Pub Date : 2020-07-15DOI: 10.12957/childphilo.2020.48283
S. Richter, Márcia Vilma Murillo
In order to highlight the intimate relationship between imagining, drawing and making worlds, this essay questions the educational meaning of children to initiate in the action of drawing in face of the growing cultural tendency of the body being less and less required to produce senses. The incarnated action of drawing, as an aesthetic action of touching and being touched by the world when transposing the visible limits and entering into the intimacy of worldly invisibility, constitutes an experience that is as recurrent and trivialized in school daily life as it is existentially complex due to its poetic power to enter the invisible and inaugurate worldviews. The historical disqualification of the image and imagination in Western thought, supported by the separation between subjectivity of the body and objectivity of the world, does not allow educational thought to consider the phenomenon of poetic imagination as an existential experience of language insertion in the world from the gesture of drawing.

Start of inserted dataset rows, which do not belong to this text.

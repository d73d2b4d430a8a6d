// Debug module - read-only tooling surface over the PPU
//
// Nothing in here mutates emulation state.

mod ppu;
mod screenshot;

pub use ppu::{write_pattern_table_png, PatternTableError, PpuState, PATTERN_TABLE_DIM};
pub use screenshot::{save_screenshot, write_frame_png, ScreenshotError};
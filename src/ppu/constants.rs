// PPU constants

/// PPU register address mask for mirroring
///
/// PPU registers are 8 bytes ($2000-$2007) but mirrored throughout $2000-$3FFF.
/// Use this mask to get the actual register index: `addr & 0x0007`
pub(crate) const PPU_REGISTER_MASK: u16 = 0x0007;

/// Size of one nametable in bytes (1KB)
pub(crate) const NAMETABLE_SIZE: usize = 1024;

/// Size of internal VRAM in bytes (4 logical nametables)
///
/// Only the first 2KB exists on the console itself; the upper 2KB stands in
/// for cartridge-supplied VRAM in four-screen mode.
pub(crate) const VRAM_SIZE: usize = 4 * NAMETABLE_SIZE;

/// Size of palette RAM in bytes
pub(crate) const PALETTE_SIZE: usize = 32;

/// Size of primary OAM in bytes (64 sprites × 4 bytes)
pub(crate) const OAM_SIZE: usize = 256;

/// Size of secondary OAM in bytes (8 sprites × 4 bytes)
pub(crate) const SECONDARY_OAM_SIZE: usize = 32;

/// Maximum sprites rendered per scanline
pub(crate) const MAX_SPRITES_PER_LINE: usize = 8;

// ========================================
// PPU Timing Constants (NTSC)
// ========================================

/// Number of PPU cycles per scanline
pub(crate) const CYCLES_PER_SCANLINE: u16 = 341;

/// Number of scanlines per frame (NTSC)
pub(crate) const SCANLINES_PER_FRAME: u16 = 262;

/// Total PPU cycles per frame (NTSC)
/// 341 cycles/scanline × 262 scanlines = 89,342 cycles
#[allow(dead_code)]
pub(crate) const CYCLES_PER_FRAME: u32 =
    (CYCLES_PER_SCANLINE as u32) * (SCANLINES_PER_FRAME as u32);

/// Pre-render scanline number
/// This is scanline 261 (or -1 in some documentation)
pub(crate) const PRERENDER_SCANLINE: u16 = 261;

/// Last visible scanline
pub(crate) const LAST_VISIBLE_SCANLINE: u16 = 239;

/// First VBlank scanline
pub(crate) const FIRST_VBLANK_SCANLINE: u16 = 241;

Gesture that finds its specificity in the instant the hand traces and inscribes lines on the surface of the supports as infinitely creative writing. The aesthetic gesture of drawing, temporalized by the rhythm of the body in the emergence of the fabulation that accompanies the repetition of the marks, implies a poetic experience of language that involves the fusion of two senses: that of the gesture in materiality and that of the mark configured in it, marked and cicatrized in the surface of the support by the body’s action that performed it. The approximation between education, arts and childhood allows us to highlight the philosophical and pedagogical tensions that involve the question of poetic imagination and to take another look at the action of drawing in the context of children's education. What emerges, from the dialogue between Gaston Bachelard, Maurice Merleau-Ponty and Jean-Luc Nancy, is the relevance of the educational intention of caring for the vital function of language as an aesthetic and poetic experience that is constituted in the processuality of the body to make something appear that produces and contains presence, that which promotes and expands the existential density of the real.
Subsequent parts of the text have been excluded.